No flinch, no tic, no shudder. What a girl.

Mr. Vess stoops, lowering his face toward Ariel’s, until they are nose-to-nose.

Her eyes are now directly aligned with his—yet she is still not looking at him. She seems to peer through him, as if he is not a man of flesh and blood but a haunting spirit that she can’t quite detect. This isn’t merely the old trick of letting her eyes swim out of focus; it’s a ruse infinitely more clever than that, which he can’t understand at all.

Nose-to-nose with her, Vess whispers, “We’ll go to the meadow after midnight. I’ll bury Laura and the hitchhiker. Maybe I’ll put you into the ground with them and cover you up, three in one grave. Them dead and you alive. Would you speak then, Ariel? Would you say please? ”

No answer.

He waits.

Her breathing is low and even. He is so close to her that her exhalations are warm and steady against his lips, like promises of kisses to come.

She must feel his breath too.

She may be frightened of him and even repulsed by him, but she also finds him alluring. He has no doubt about this. Everyone is fascinated by bad boys.

He says, “Maybe there’ll be stars.”

Such a blueness in her eyes, such sparkling depths.

“Or even moonlight,” he whispers.

*

The steel cuffs on Chyna’s ankles were linked by a sturdy chain. A second and far longer chain, connected by a carabiner to the first, wound around the thick legs of the chair and around the stretcher bars between the legs, returned between her feet, encircled the big barrel that supported the round table, and connected again to the carabiner. The chains didn’t contain enough play to allow her to stand. Even if she’d been able to stand, she would have had to carry the chair on her back, and the restricting shape and the weight of it would have forced her to bend forward like a hunchbacked troll. And once standing, she could not have moved from the table to which she was tethered.

Her hands were cuffed in front of her. A chain was hooked into the shackle that encircled her right wrist. From there it led around her, wound between the back rails of the chair behind the tie-on pad, then to the shackle on her left wrist. This chain contained enough slack to allow her to rest her arms on the table if she wished.

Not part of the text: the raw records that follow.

//! Multi-step application wizard.
//!
//! - Steps come from the scholarship's form schema, its legacy custom fields,
//!   or the built-in step list, via `common::wizard::derive_steps`.
//! - On first render the scholarship and the applicant's saved draft are
//!   fetched and merged into the wizard.
//! - "Save draft" and "Submit" both upsert on (scholarship, applicant).

use common::model::application::Application;
use common::model::scholarship::Scholarship;
use yew::platform::spawn_local;
use yew::prelude::*;

use crate::api;

mod field_renderer;
mod messages;
mod props;
mod state;
mod update;
mod view;

pub use messages::Msg;
pub use props::WizardProps;
pub use state::ApplicationWizard;

impl Component for ApplicationWizard {
    type Message = Msg;
    type Properties = WizardProps;

    fn create(_ctx: &Context<Self>) -> Self {
        ApplicationWizard::new()
    }

    fn update(&mut self, ctx: &Context<Self>, msg: Self::Message) -> bool {
        update::update(self, ctx, msg)
    }

    fn view(&self, ctx: &Context<Self>) -> Html {
        view::view(self, ctx)
    }

    fn rendered(&mut self, ctx: &Context<Self>, first_render: bool) {
        if first_render && !self.loaded {
            self.loaded = true;
            let link = ctx.link().clone();
            let props = ctx.props().clone();
            spawn_local(async move {
                let scholarship =
                    match api::get::<Scholarship>(&format!("/api/scholarships/{}", props.scholarship_id)).await {
                        Ok(scholarship) => scholarship,
                        Err(e) => {
                            link.send_message(Msg::LoadFailed(e));
                            return;
                        }
                    };
                let draft_url = format!(
                    "/api/applications/draft/{}/{}",
                    props.scholarship_id, props.applicant_id
                );
                match api::get_optional::<Application>(&draft_url).await {
                    Ok(draft) => link.send_message(Msg::Loaded { scholarship, draft }),
                    Err(e) => link.send_message(Msg::LoadFailed(e)),
                }
            });
        }
    }
}
pub mod yw_material_top_sheet;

She sat with her hands folded, leaning forward, staring at the red and swollen index finger on her right hand, waiting.

Her finger throbbed, and she had a headache, but her neck pain had subsided. She knew that it would return worse than ever in another twenty-four hours, like the delayed agony of severe whiplash.

Of course, if she was still alive in another twenty-four hours, neck pain would be the least of her worries.

The Doberman was no longer at the window. She had seen two at once on the lawn, padding back and forth, sniffing the grass and the air, pausing occasionally to prick their ears and listen intently, then padding away again, obviously on guard duty.

During the previous night, Chyna had used rage to overcome her terror before it had incapacitated her, but now she discovered that humiliation was even more effective at quelling fear. Having been unable to protect herself, having wound up in bondage—that was not the source of her humiliation; what mortified worse was her failure to fulfill her promise to the girl in the cellar.

I am your guardian. I’ll keep you safe.

She kept returning, in memory, to the upholstered vestibule and the view port on the inner door. The girl among the dolls had given no indication that she had heard the promise. But Chyna was sick with the certainty that she had raised false hopes, that the girl would feel betrayed and more abandoned than ever, and that she would withdraw even further into her private Elsewhere.